Substitution can be accomplished by the use of an alternative, less hazardous substance. In many cases other technologies that do not need hazardous chemicals can be applied. We do not consider the reduction of exposures to dangerous substances, e.g. by means of protective or containment measures like extraction or waste water treatment plants, to be substitution. Case studies are real life situations meant to provide information on possible solutions for safer alternatives to chemicals but also to encourage others to follow the example.
Alternatives matching any of the criteria below will not be published by SUBSPORT. Please check the table before submitting a case story.

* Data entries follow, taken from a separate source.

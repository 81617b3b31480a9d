use chrono::Utc;
use std::collections::BTreeMap;

use super::Renderer;
use crate::models::Summary;

/// Renders the digest as a self-contained static HTML page.
pub struct HtmlRenderer;

impl Renderer for HtmlRenderer {
    fn render(&self, summaries: &[Summary], title: &str) -> String {
        let today = Utc::now().format("%Y-%m-%d");
        let page_title = format!("{title} – {today}");

        let mut body = String::new();
        body.push_str(&format!("<h1>{}</h1>\n", escape_html(&page_title)));

        if summaries.is_empty() {
            body.push_str("<p>No articles found for this period.</p>\n");
        } else {
            let mut by_source: BTreeMap<&str, Vec<&Summary>> = BTreeMap::new();
            for summary in summaries {
                by_source.entry(&summary.source).or_default().push(summary);
            }

            body.push_str(&format!(
                "<p class=\"stats\">{} articles from {} sources</p>\n",
                summaries.len(),
                by_source.len()
            ));

            for (source, source_summaries) in &by_source {
                body.push_str(&format!("<h2>{}</h2>\n", escape_html(source)));

                for summary in source_summaries {
                    body.push_str("<article>\n");
                    body.push_str(&format!(
                        "<h3><a href=\"{}\">{}</a></h3>\n",
                        escape_html(&summary.url),
                        escape_html(&summary.title)
                    ));
                    if let Some(published) = summary.published {
                        body.push_str(&format!(
                            "<p class=\"published\">{}</p>\n",
                            published.format("%Y-%m-%d %H:%M")
                        ));
                    }
                    body.push_str(&format!("<p>{}</p>\n", escape_html(&summary.summary)));
                    if !summary.keywords.is_empty() {
                        body.push_str(&format!(
                            "<p class=\"keywords\"><em>{}</em></p>\n",
                            escape_html(&summary.keywords.join(", "))
                        ));
                    }
                    body.push_str("</article>\n");
                }
            }
        }

        body.push_str(&format!(
            "<footer>Generated on {}</footer>\n",
            Utc::now().format("%Y-%m-%d %H:%M:%S")
        ));

        format!(
            "<!DOCTYPE html>\n<html lang=\"en\">\n<head>\n<meta charset=\"utf-8\">\n\
             <title>{}</title>\n</head>\n<body>\n{}</body>\n</html>\n",
            escape_html(&page_title),
            body
        )
    }
}

pub fn escape_html(text: &str) -> String {
    text.replace('&', "&amp;")
        .replace('<', "&lt;")
        .replace('>', "&gt;")
        .replace('"', "&quot;")
        .replace('\'', "&#39;")
}

#[cfg(test)]
mod tests {
    use super::*;
    use crate::models::Article;
    use chrono::Utc;

    // ==================== HTML Escaping Tests ====================

    #[test]
    fn test_escape_html_ampersand() {
        assert_eq!(escape_html("A & B"), "A &amp; B");
    }

    #[test]
    fn test_escape_html_angle_brackets() {
        assert_eq!(escape_html("<script>"), "&lt;script&gt;");
    }

    #[test]
    fn test_escape_html_quotes() {
        assert_eq!(escape_html("He said \"hello\""), "He said &quot;hello&quot;");
    }

    #[test]
    fn test_escape_html_single_quotes() {
        assert_eq!(escape_html("It's here"), "It&#39;s here");
    }

    #[test]
    fn test_escape_html_combined() {
        assert_eq!(
            escape_html("<a href=\"test\">Click & Go</a>"),
            "&lt;a href=&quot;test&quot;&gt;Click &amp; Go&lt;/a&gt;"
        );
    }

    // ==================== Rendering Tests ====================

    #[test]
    fn test_page_structure_and_escaping() {
        let article = Article::new(
            "Traits & Objects",
            "https://example.com/traits?a=1&b=2",
            Utc::now(),
            "Body",
            "Example Blog",
        );
        let summaries = vec![Summary::for_article(&article, "Summary <text>.", vec![])];
        let rendered = HtmlRenderer.render(&summaries, "Engineering Daily Digest");

        assert!(rendered.starts_with("<!DOCTYPE html>"));
        assert!(rendered.contains("Traits &amp; Objects"));
        assert!(rendered.contains("https://example.com/traits?a=1&amp;b=2"));
        assert!(rendered.contains("Summary &lt;text&gt;."));
        assert!(!rendered.contains("<script>"));
    }

    #[test]
    fn test_empty_digest_message() {
        let rendered = HtmlRenderer.render(&[], "Engineering Daily Digest");
        assert!(rendered.contains("No articles found for this period."));
    }
}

|CMR||Harmonized classification (according to CLP) for CMR categories 1A, 1B
(until 2015 Directive 67/548/EEC: cat. 1 and 2)
IARC cat. 1, 2A, 2B
|(v)P(v)BT||REACH Regulation – Annex XIII
EC PBT Working Group
OSPAR List of substances of possible concern
|Endocrine disruptors||OECD Report
EU Endocrine disruptors database categ. 1, 2
SIN list database
|Neurotoxicants||Vela, Laborda, Garcia study, 2003, cat. 2-4|
|Sensitization agents||Harmonized classification (according to CLP) for H334, H317
(until 2015 Directive 67/548/EEC: for R42, R43)
|Measures reducing the level of exposure||Measures that will only reduce the level of exposure by e.g. lowering the quantity of used substance, containing or extracting the emissions, water treatment, personal protective equipment|
Information published by SUBSPORT has to meet the following criteria.
Relevance: the issue is relevant to substitution as defined by SUBSPORT
Usefulness: the information is useful for the site users
Precision: information is not misleading
Actuality: information reflects current legal, technical situations
Clarity: the text is comprehensible as regarding terminology and concepts.
Completeness: information is sufficient to give an intelligible image on the matter described
Concision: unnecessary details are avoided
Reliability: the information is supported by documents (e.g. MSDS, reports, authorizations etc.), direct contact to information provider etc.